Exercise: Only an exact repetition of the lines from the one that holds "pub(super) fn b01_metadata()" to the end of the records is wanted.
=== The records ===
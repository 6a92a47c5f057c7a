//! Shared fixtures for the behaviour scenarios.

use super::*;
use crate::test_support::MemoryDatabase;
use geo::{Geometry, MultiPolygon, polygon};

pub(super) const GDA94: Srid = Srid::new(4283);
pub(super) const RELEASE_SCHEMA: &str = "aus_census_2011";

/// A unit square anchored at `(x, y)`.
pub(super) fn square(x: f64, y: f64) -> Geometry<f64> {
    Geometry::MultiPolygon(MultiPolygon(vec![polygon![
        (x: x, y: y),
        (x: x + 1.0, y: y),
        (x: x + 1.0, y: y + 1.0),
        (x: x, y: y + 1.0),
        (x: x, y: y),
    ]]))
}

/// A database holding two SA1 regions keyed by zero-padded codes.
pub(super) fn sa1_database() -> MemoryDatabase {
    let mut db = MemoryDatabase::new();
    db.create_catalogue().expect("create catalogue");
    db.add_geometry_table("sa1_2011_aust", "geom", GDA94)
        .with_column("sa1_7digit")
        .with_feature(1, square(149.0, -35.0), &[("sa1_7digit", "01100701")])
        .with_feature(2, square(150.0, -35.0), &[("sa1_7digit", "01100702")]);
    db
}

/// The SA1 layer routing the `sa1` division through an integer key.
pub(super) fn sa1_layer() -> GeometryLayer {
    GeometryLayer::new("sa1_2011_aust")
        .with_native_srid(GDA94)
        .with_division("sa1", "sa1_7digit", KeyCast::Integer)
        .with_description("Statistical Area Level 1")
}

/// Attribute rows read from a sequential-number CSV.
pub(super) fn csv_rows(lines: &[&[&str]]) -> Vec<RowResult> {
    lines
        .iter()
        .map(|line| Ok(line.iter().map(|cell| (*cell).to_owned()).collect()))
        .collect()
}

/// Metadata documenting table `b01`.
pub(super) fn b01_metadata() -> MetadataRegistrar {
    let mut catalogue = MetadataCatalogue::new();
    catalogue.insert_table(
        "b01",
        Metadata::from_pairs([("type", "Persons"), ("kind", "Selected Person Characteristics")]),
    );
    catalogue.add_column(
        "b01",
        "tot_p_p",
        Metadata::from_pairs([("type", "Persons"), ("kind", "Total")]),
    );
    MetadataRegistrar::new(catalogue).expect("compile table number pattern")
}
===
Problem solution:
pub(super) fn b01_metadata() -> MetadataRegistrar {
    let mut catalogue = MetadataCatalogue::new();
    catalogue.insert_table(
        "b01",
        Metadata::from_pairs([("type", "Persons"), ("kind", "Selected Person Characteristics")]),
    );
    catalogue.add_column(
        "b01",
        "tot_p_p",
        Metadata::from_pairs([("type", "Persons"), ("kind", "Total")]),
    );
    MetadataRegistrar::new(catalogue).expect("compile table number pattern")
}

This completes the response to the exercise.